Pre-Operative Planning & Patient Positioning

Meticulous pre-operative planning is essential for a successful outcome and to minimize complications.

Pre-Operative Planning

  1. Clinical Assessment:
    • Detailed History: Pain characteristics, duration, aggravating/alleviating factors, previous treatments, functional limitations, shoe wear issues.
    • Physical Examination: Assess toe alignment, MTP joint range of motion (passive and active), reducibility of deformity, presence of callosities, neurovascular status (pulses, sensation), and assessment for any associated deformities (e.g., hallux valgus, pes planus). Specific tests for MTP joint instability (e.g., drawer test, vertical stress test) should be performed.
  2. Imaging Studies:
    • Weight-Bearing Radiographs: Essential. Anteroposterior (AP), lateral, and oblique views of the foot. Assess MTP joint alignment, metatarsal length parity, presence of arthritis, osteophytes, Freiberg's changes, and any pre-existing hardware.
    • Stress Radiographs: May be useful in assessing MTP joint instability.
    • MRI: Indicated for suspected plantar plate tears, synovitis, osteomyelitis, or complex soft tissue pathology (e.g., differentiating neuroma from other causes of metatarsalgia).
    • CT Scan: Rarely needed, but useful for complex bony deformities, nonunion assessment, or pre-operative templating for arthrodesis in select cases.
  3. Surgical Strategy:
    • Determine the specific procedure(s) required (e.g., osteotomy, fusion, head excision, soft tissue release).
    • Plan the exact incision placement and length.
    • Select appropriate implants (e.g., K-wires, screws, plates) if internal fixation is anticipated.
    • Anticipate potential challenges, such as severe stiffness, previous surgery, or poor bone quality.

Patient Positioning

The patient is typically positioned supine on the operating table.

Image
Figure: Patient positioned supine on the operating table with the affected foot draped and prepared for surgery. A tourniquet is applied proximally on the thigh or ankle.
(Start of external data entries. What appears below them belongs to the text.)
//! A fixed-size, type-erased, move-only nullary callable.
//!
//! Stores any `FnOnce() + Send + 'static` whose size fits within `SIZE`
//! bytes inline, with no heap allocation. Type erasure is done with a
//! pair of function pointers (invoke, drop) rather than a vtable, so the
//! whole wrapper is two pointers plus the inline buffer.

use crate::constants::DEFAULT_TASK_SIZE;
use crate::error::EmptyCallable;
use std::mem::{self, ManuallyDrop, MaybeUninit};
use std::ptr;

#[repr(align(8))]
struct Storage<const SIZE: usize>(MaybeUninit<[u8; SIZE]>);

impl<const SIZE: usize> Storage<SIZE> {
    const fn uninit() -> Self {
        Self(MaybeUninit::uninit())
    }

    fn as_mut_ptr(&mut self) -> *mut u8 {
        self.0.as_mut_ptr() as *mut u8
    }
}

/// A movable, type-erased nullary callable stored inline.
///
/// `SIZE` defaults to [`DEFAULT_TASK_SIZE`]; a callable larger than `SIZE`
/// is rejected at compile time by [`FixedTask::new`].
pub struct FixedTask<const SIZE: usize = DEFAULT_TASK_SIZE> {
    storage: Storage<SIZE>,
    call: Option<unsafe fn(*mut u8)>,
    drop_in_place: Option<unsafe fn(*mut u8)>,
}

unsafe fn call_impl<F: FnOnce()>(ptr: *mut u8) {
    let f = unsafe { ptr::read(ptr as *mut F) };
    f();
}

unsafe fn drop_impl<F>(ptr: *mut u8) {
    unsafe { ptr::drop_in_place(ptr as *mut F) };
}

impl<const SIZE: usize> FixedTask<SIZE> {
    /// An empty task. Invoking it fails with [`EmptyCallable`].
    pub const fn empty() -> Self {
        Self {
            storage: Storage::uninit(),
            call: None,
            drop_in_place: None,
        }
    }

    /// Wrap `f` for inline storage.
    ///
    /// Fails to compile if `size_of::<F>()` exceeds `SIZE` or `F`'s
    /// alignment exceeds the storage's 8-byte alignment.
    pub fn new<F>(f: F) -> Self
    where
        F: FnOnce() + Send + 'static,
    {
        const {
            assert!(
                mem::size_of::<F>() <= SIZE,
                "callable does not fit in the task's inline storage"
            );
            assert!(
                mem::align_of::<F>() <= 8,
                "callable's alignment exceeds the task's inline storage alignment"
            );
        }

        let mut storage = Storage::<SIZE>::uninit();
        unsafe { ptr::write(storage.as_mut_ptr() as *mut F, f) };
        Self {
            storage,
            call: Some(call_impl::<F>),
            drop_in_place: Some(drop_impl::<F>),
        }
    }

    /// `true` if this task holds a callable.
    pub fn is_empty(&self) -> bool {
        self.call.is_none()
    }

    /// Invoke and consume the stored callable.
    pub fn call(self) -> Result<(), EmptyCallable> {
        let mut this = ManuallyDrop::new(self);
        match this.call.take() {
            Some(call) => {
                unsafe { call(this.storage.as_mut_ptr()) };
                Ok(())
            }
            None => Err(EmptyCallable),
        }
    }
}

impl<const SIZE: usize> Default for FixedTask<SIZE> {
    fn default() -> Self {
        Self::empty()
    }
}

impl<const SIZE: usize> Drop for FixedTask<SIZE> {
    fn drop(&mut self) {
        if let Some(drop_fn) = self.drop_in_place.take() {
            unsafe { drop_fn(self.storage.as_mut_ptr()) };
        }
    }
}

// Safety: a FixedTask only ever holds an `F: Send`, enforced by the
// `Send` bound on `FixedTask::new`. The raw pointers in `call` and
// `drop_in_place` carry no thread affinity of their own.
unsafe impl<const SIZE: usize> Send for FixedTask<SIZE> {}
//! The pool: construction, dispatch, and graceful shutdown.

use crate::config::PoolOptions;
use crate::error::PoolError;
use crate::tls;
use crate::worker::Worker;
use std::sync::atomic::{AtomicUsize, Ordering};
use std::sync::Arc;
use std::time::Duration;
use taskpool_core::FixedTask;

/// How long `post` backs off between full scans while every queue is
/// saturated. Short because liveness comes from any worker draining its
/// queue, not from being woken; this is a poll interval, not a wait for
/// a specific signal.
const BACKPRESSURE_BACKOFF: Duration = Duration::from_micros(50);

/// A fixed set of worker threads, each with its own bounded queue,
/// cooperatively stealing from one another.
///
/// Construct with [`Pool::new`], submit with [`Pool::post`] or
/// [`Pool::try_post`]. Dropping the pool stops and joins every worker
/// thread.
pub struct Pool {
    workers: Arc<[Worker]>,
    next: AtomicUsize,
    backoff: crate::parker::Parker,
}

impl Pool {
    /// Build and start a pool from `options`.
    ///
    /// Fails only if `options` does not validate (an unusable
    /// `worker_queue_capacity`); never panics on caller-supplied
    /// configuration.
    pub fn new(options: PoolOptions) -> Result<Self, PoolError> {
        options.validate()?;

        let thread_count = options.resolved_thread_count();
        let capacity = options.queue_capacity();
        let trace = options.trace_sink();

        let workers: Vec<Worker> = (0..thread_count)
            .map(|id| {
                Worker::new(id, capacity, trace.clone())
                    .expect("queue capacity was validated by PoolOptions::validate")
            })
            .collect();
        let workers: Arc<[Worker]> = workers.into();

        for worker in workers.iter() {
            worker.start(workers.clone());
        }

        Ok(Self {
            workers,
            next: AtomicUsize::new(0),
            backoff: crate::parker::Parker::new(),
        })
    }

    /// Number of worker threads.
    pub fn worker_count(&self) -> usize {
        self.workers.len()
    }

    /// Attempt to submit `task` without blocking.
    ///
    /// Dispatches to the caller's own worker queue if the caller is
    /// itself a pool thread; otherwise round-robins. If the first choice
    /// is full, falls back to a single scan of every other worker.
    /// Returns `false` only once every queue has refused the task.
    pub fn try_post(&self, task: FixedTask) -> bool {
        match self.try_post_once(task) {
            Ok(()) => true,
            Err(_task) => false,
        }
    }

    /// The public entry point. Submits `task`, blocking under
    /// backpressure rather than failing: this never drops a task and
    /// never returns [`QueueFull`].
    pub fn post(&self, task: FixedTask) {
        let mut task = task;
        loop {
            match self.try_post_once(task) {
                Ok(()) => return,
                Err(back) => {
                    task = back;
                    self.backoff.park_timeout(BACKPRESSURE_BACKOFF);
                }
            }
        }
    }

    /// One full dispatch attempt: preferred worker, then a scan of every
    /// worker. Returns the task back if every queue refused it.
    fn try_post_once(&self, task: FixedTask) -> Result<(), FixedTask> {
        let preferred = self.preferred_worker();
        match self.workers[preferred].try_post(task) {
            Ok(()) => return Ok(()),
            Err(task) => {
                let n = self.workers.len();
                let mut task = task;
                for step in 0..n {
                    let idx = (preferred + step) % n;
                    if idx == preferred {
                        continue;
                    }
                    match self.workers[idx].try_post(task) {
                        Ok(()) => return Ok(()),
                        Err(back) => task = back,
                    }
                }
                Err(task)
            }
        }
    }

    /// The worker queue a submission should prefer: the caller's own
    /// worker if the caller is a pool thread, otherwise the next
    /// round-robin slot.
    fn preferred_worker(&self) -> usize {
        let id = tls::current_worker_id();
        if id < self.workers.len() {
            return id;
        }
        self.next.fetch_add(1, Ordering::Relaxed) % self.workers.len()
    }
}

impl Drop for Pool {
    fn drop(&mut self) {
        for worker in self.workers.iter() {
            worker.stop();
        }
    }
}

#[cfg(test)]
mod tests {
    use super::*;
    use crate::config::PoolOptions;
    use std::sync::atomic::AtomicUsize;
    use std::sync::{Arc, Mutex};
    use std::time::{Duration, Instant};

    fn pool(threads: usize, capacity: usize) -> Pool {
        Pool::new(
            PoolOptions::new()
                .thread_count(threads)
                .worker_queue_capacity(capacity),
        )
        .unwrap()
    }

    #[test]
    fn test_invalid_capacity_rejected_without_spawning() {
        let err = Pool::new(PoolOptions::new().worker_queue_capacity(3));
        assert!(err.is_err());
    }

    #[test]
    fn test_single_thread_round_trip() {
        let pool = pool(1, 8);
        let counter = Arc::new(AtomicUsize::new(0));
        for _ in 0..100 {
            let c = counter.clone();
            pool.post(FixedTask::new(move || {
                c.fetch_add(1, Ordering::SeqCst);
            }));
        }
        drop(pool);
        assert_eq!(counter.load(Ordering::SeqCst), 100);
    }

    #[test]
    fn test_self_reposting_chain_runs_on_worker_threads() {
        let pool = Arc::new(pool(4, 1024));
        let counter = Arc::new(AtomicUsize::new(0));
        let target = 2_000usize;
        let on_worker = Arc::new(AtomicUsize::new(0));
        let off_worker = Arc::new(AtomicUsize::new(0));
        let done = Arc::new((Mutex::new(false), std::sync::Condvar::new()));

        fn repost(
            pool: Arc<Pool>,
            counter: Arc<AtomicUsize>,
            target: usize,
            on_worker: Arc<AtomicUsize>,
            off_worker: Arc<AtomicUsize>,
            done: Arc<(Mutex<bool>, std::sync::Condvar)>,
        ) {
            if crate::tls::current_worker_id() < pool.worker_count() {
                on_worker.fetch_add(1, Ordering::SeqCst);
            } else {
                off_worker.fetch_add(1, Ordering::SeqCst);
            }
            let n = counter.fetch_add(1, Ordering::SeqCst) + 1;
            if n < target {
                let pool2 = pool.clone();
                pool.post(FixedTask::new(move || {
                    repost(pool2, counter, target, on_worker, off_worker, done)
                }));
            } else {
                let (lock, cvar) = &*done;
                *lock.lock().unwrap() = true;
                cvar.notify_all();
            }
        }

        let pool2 = pool.clone();
        pool.post(FixedTask::new({
            let counter = counter.clone();
            let on_worker = on_worker.clone();
            let off_worker = off_worker.clone();
            let done = done.clone();
            move || repost(pool2, counter, target, on_worker, off_worker, done)
        }));

        let (lock, cvar) = &*done;
        let mut finished = lock.lock().unwrap();
        while !*finished {
            finished = cvar.wait(finished).unwrap();
        }
        drop(finished);

        assert_eq!(counter.load(Ordering::SeqCst), target);
        assert_eq!(off_worker.load(Ordering::SeqCst), 0);
        assert_eq!(on_worker.load(Ordering::SeqCst), target);
    }

    #[test]
    fn test_backpressure_never_drops_a_task() {
        let pool = Arc::new(pool(1, 2));
        let completed = Arc::new(AtomicUsize::new(0));
        let batch = 200usize;
        let handles: Vec<_> = (0..batch)
            .map(|_| {
                let pool = pool.clone();
                let completed = completed.clone();
                std::thread::spawn(move || {
                    pool.post(FixedTask::new(move || {
                        std::thread::sleep(Duration::from_millis(1));
                        completed.fetch_add(1, Ordering::SeqCst);
                    }));
                })
            })
            .collect();
        for h in handles {
            h.join().unwrap();
        }
        let deadline = Instant::now() + Duration::from_secs(10);
        while completed.load(Ordering::SeqCst) < batch && Instant::now() < deadline {
            std::thread::sleep(Duration::from_millis(5));
        }
        assert_eq!(completed.load(Ordering::SeqCst), batch);
    }

    #[test]
    fn test_stealing_crosses_worker_boundaries_under_imbalance() {
        let pool = pool(4, 256);
        let executed_on: Arc<Mutex<Vec<usize>>> = Arc::new(Mutex::new(Vec::new()));
        let total = 4_000usize;
        for _ in 0..total {
            let executed_on = executed_on.clone();
            pool.try_post(FixedTask::new(move || {
                executed_on
                    .lock()
                    .unwrap()
                    .push(crate::tls::current_worker_id());
            }));
        }
        let deadline = Instant::now() + Duration::from_secs(10);
        while executed_on.lock().unwrap().len() < total && Instant::now() < deadline {
            std::thread::sleep(Duration::from_millis(5));
        }
        let ids = executed_on.lock().unwrap();
        let distinct: std::collections::HashSet<usize> = ids.iter().copied().collect();
        assert!(
            distinct.len() > 1,
            "expected tasks to execute on more than one worker, stealing likely did not occur"
        );
    }

    #[test]
    fn test_affinity_keeps_chained_continuation_on_same_worker() {
        let pool = Arc::new(pool(4, 1024));
        let recorded = Arc::new(AtomicUsize::new(usize::MAX));
        let done = Arc::new((Mutex::new(false), std::sync::Condvar::new()));

        let pool2 = pool.clone();
        let recorded2 = recorded.clone();
        let done2 = done.clone();
        pool.post(FixedTask::new(move || {
            let first_worker = crate::tls::current_worker_id();
            let recorded3 = recorded2.clone();
            let done3 = done2.clone();
            pool2.post(FixedTask::new(move || {
                recorded3.store(crate::tls::current_worker_id(), Ordering::SeqCst);
                let (lock, cvar) = &*done3;
                *lock.lock().unwrap() = true;
                cvar.notify_all();
            }));
            assert_eq!(first_worker, crate::tls::current_worker_id());
        }));

        let (lock, cvar) = &*done;
        let mut finished = lock.lock().unwrap();
        while !*finished {
            finished = cvar.wait(finished).unwrap();
        }
    }

    #[test]
    fn test_graceful_shutdown_waits_for_in_flight_task() {
        let pool = pool(1, 8);
        let completed = Arc::new(AtomicUsize::new(0));
        let c = completed.clone();
        pool.post(FixedTask::new(move || {
            std::thread::sleep(Duration::from_millis(100));
            c.fetch_add(1, Ordering::SeqCst);
        }));
        // Give the worker a moment to pick the task up before we drop.
        std::thread::sleep(Duration::from_millis(10));
        drop(pool);
        assert_eq!(completed.load(Ordering::SeqCst), 1);
    }

    #[test]
    fn test_stop_stop_double_drop_is_a_no_op() {
        let pool = pool(2, 8);
        drop(pool);
    }
}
  1. Anesthesia: General anesthesia or regional anesthesia (e.g., popliteal block, ankle block) is appropriate.
  2. Tourniquet: A pneumatic tourniquet is applied to the thigh or ankle to ensure a bloodless field, which is critical for meticulous dissection and identification of delicate neurovascular structures. The duration of tourniquet inflation should be monitored.
  3. Foot Preparation: The foot is prepped and draped in a sterile fashion, typically from the toes to the mid-calf.
  4. Foot Position: The foot is positioned at the end of the operating table, allowing for full range of motion and easy access to the dorsal aspect of the MTP joints. The knee may be flexed to allow the sole of the foot to rest flat on the table, or the leg may be elevated slightly with a sterile support.
  5. Landmarks:
    • Palpate each metatarsal head by placing a thumb on the plantar surface and an index finger on the dorsal surface of the foot. Any skin callosities under the heads can indicate areas of unaccustomed weight-bearing and potential underlying pathology.
    • Palpate the tendons of the extensor digitorum longus (EDL) and extensor digitorum brevis (EDB) muscles on the dorsal aspect of the foot. These serve as crucial guides for incision planning and dissection.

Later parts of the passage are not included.